Письмо, которое у тебя вынято, к кому писано и для какой причины, и кто то письмо с тобою писать советовал? – Смотря письмо своей руки, сказал: писал о жене своей и из книг, а ни с кем не соглашался, а иные об отце, что брата оставил, и о сыне своем, а не к возмущению.
В данном случае, несмотря на убежденность следователей, что преступник «запирается», никаких следов политического заговора и поддержки планов царевича обнаружить не удалось, хотя к делу были привлечены и родственники Евдокии, и ростовский архиепископ Досифей. Правда, царице и ее поклоннику это не помогло: Глебов был казнен, а Евдокию Лопухину сослали в Ладожский Успенский монастырь, а затем – в Шлиссельбург.

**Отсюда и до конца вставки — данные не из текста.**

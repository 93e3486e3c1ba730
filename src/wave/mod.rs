//! Hardware-timed pulse trains.
//!
//! A coordinated move is handed to a [`WaveExecutor`] as its step sequence.
//! The [`PulseTrainGenerator`] (requires `alloc`) splits it into per-axis
//! timelines, merges them, encodes pigpio-style pulses in bounded chunks and
//! streams them through a [`PulseWaveTransport`]. [`PigpioTransport`]
//! (requires `std`) talks to a running pigpiod over TCP.

#[cfg(feature = "alloc")]
mod generator;
#[cfg(feature = "std")]
mod pigpio;
#[cfg(feature = "alloc")]
mod pulse;
#[cfg(feature = "alloc")]
mod timeline;
mod transport;

use crate::axis::AxisId;
use crate::error::WaveError;
use crate::motion::LineSteps;

#[cfg(feature = "alloc")]
pub use generator::PulseTrainGenerator;
#[cfg(feature = "std")]
pub use pigpio::{command, PigpioTransport};
#[cfg(feature = "alloc")]
pub use pulse::{build_waves, decode_pulses, PulseEvent, LOW_PULSE_US};
#[cfg(feature = "alloc")]
pub use timeline::{axis_order, merge_timelines, timelines_from_steps, AxisTimeline};
pub use transport::{gpio_mask, Pulse, PulseWaveTransport};

/// Daemon-side description of one moving axis.
#[derive(Debug, Clone, Copy, PartialEq, Eq)]
pub struct WaveAxis {
    /// Axis identifier.
    pub id: AxisId,
    /// STEP GPIO number.
    pub step_gpio: u8,
    /// DIR GPIO number.
    pub dir_gpio: u8,
    /// Physical DIR level for this move.
    pub dir_level: bool,
    /// STEP HIGH time in nanoseconds.
    pub pulse_ns: u32,
}

/// Outcome of a hardware-timed move.
#[derive(Debug, Clone, Copy, Default, PartialEq, Eq)]
pub struct WaveReport {
    /// Step edges emitted.
    pub events: usize,
    /// Waves transmitted.
    pub chunks: usize,
    /// Reconnects performed.
    pub reconnects: u32,
}

/// Executes a coordinated step sequence with hardware timing.
pub trait WaveExecutor {
    /// Emit every step of `steps` on the listed axes, blocking until done.
    fn execute(&mut self, steps: LineSteps, axes: &[WaveAxis]) -> Result<WaveReport, WaveError>;
}

/// Placeholder executor type for gantries that only use software timing.
///
/// Uninhabited: a gantry typed with it never holds an executor.
#[derive(Debug, Clone, Copy, PartialEq, Eq)]
pub enum SoftwareTimed {}

impl WaveExecutor for SoftwareTimed {
    fn execute(&mut self, _steps: LineSteps, _axes: &[WaveAxis]) -> Result<WaveReport, WaveError> {
        match *self {}
    }
}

А вот сестра Петра I, царевна Софья, в 1698 году держалась твердо. 27 сентября царь устроил ей очную ставку со стрельцом Артемием Михайловым, показавшим, что имел письмо «с красной печатью» от царевны, которое он читал перед восставшими полками. С помощью этой грамоты предводители взбунтовали полки и двинулись к Москве – «царевну во управительство звать и бояр, иноземцев и солдат побить». В передаче письма стрельцу Ваське Туме призналась монастырская «баба» Анютка Никитина. Тем не менее Софья отвечала уверенно: «Такова де письма она, царевна, через нищую ему, Васке, не отдывавала, и ево, Васку, и Артюшку не знает». [389]Уличить же ее было нечем: все названные лица являлись посредниками и с самой царевной не встречались; письмо же исчезло (его, по показаниям А. Маслова, он отдал своему родственнику, а тот после поражения восставших его утопил). Мог бы внести некоторую ясность стрелец Васька Тума – но его допросить было невозможно: в числе других «заводчиков» бунта он был казнен боярином Шеиным сразу же после разгрома восставших. В результате царевна на следствии не пострадала, хотя и вынуждена была постричься в Новодевичий монастырь. Но бунт дорого обошелся восставшим: после жестокого розыска были казнены более тысячи человек.
В «очном» состязании, при прочих равных шансах (свидетелей преступления не было или они «порознь сказали»), побеждал тот, кто упорно стоял на своем («утверждался на прежнем своем показании») или находил аргументы в свою пользу. Тут уже все зависело от характера: или доносчик «ломался» – тогда оговоренный им «очищался» от возведенного на него извета; или же ответчик после долгих «запирательств» признавал истинность обвинения.
В первом случае не помогала даже предварительная подготовка. Согласно «Пунктам в обличение Бирона, по которым следует очная ставка с Бестужевым», из протокола допроса Бирона брался отрывок из его показаний («бывший герцог Курляндский сказал, что он от их императорских высочеств никаких своих дел и намерения не таил и другим таить не велел») и дополнялся отрывком из показаний А. П. Бестужева-Рюмина: «Бестужев показал, что ты регенства касающихся советах от их величеств таить ему заказывал и велел секретно держать, дабы их императорские высочества не ведали и чрез то в принятии тебе регенства препятствия не было».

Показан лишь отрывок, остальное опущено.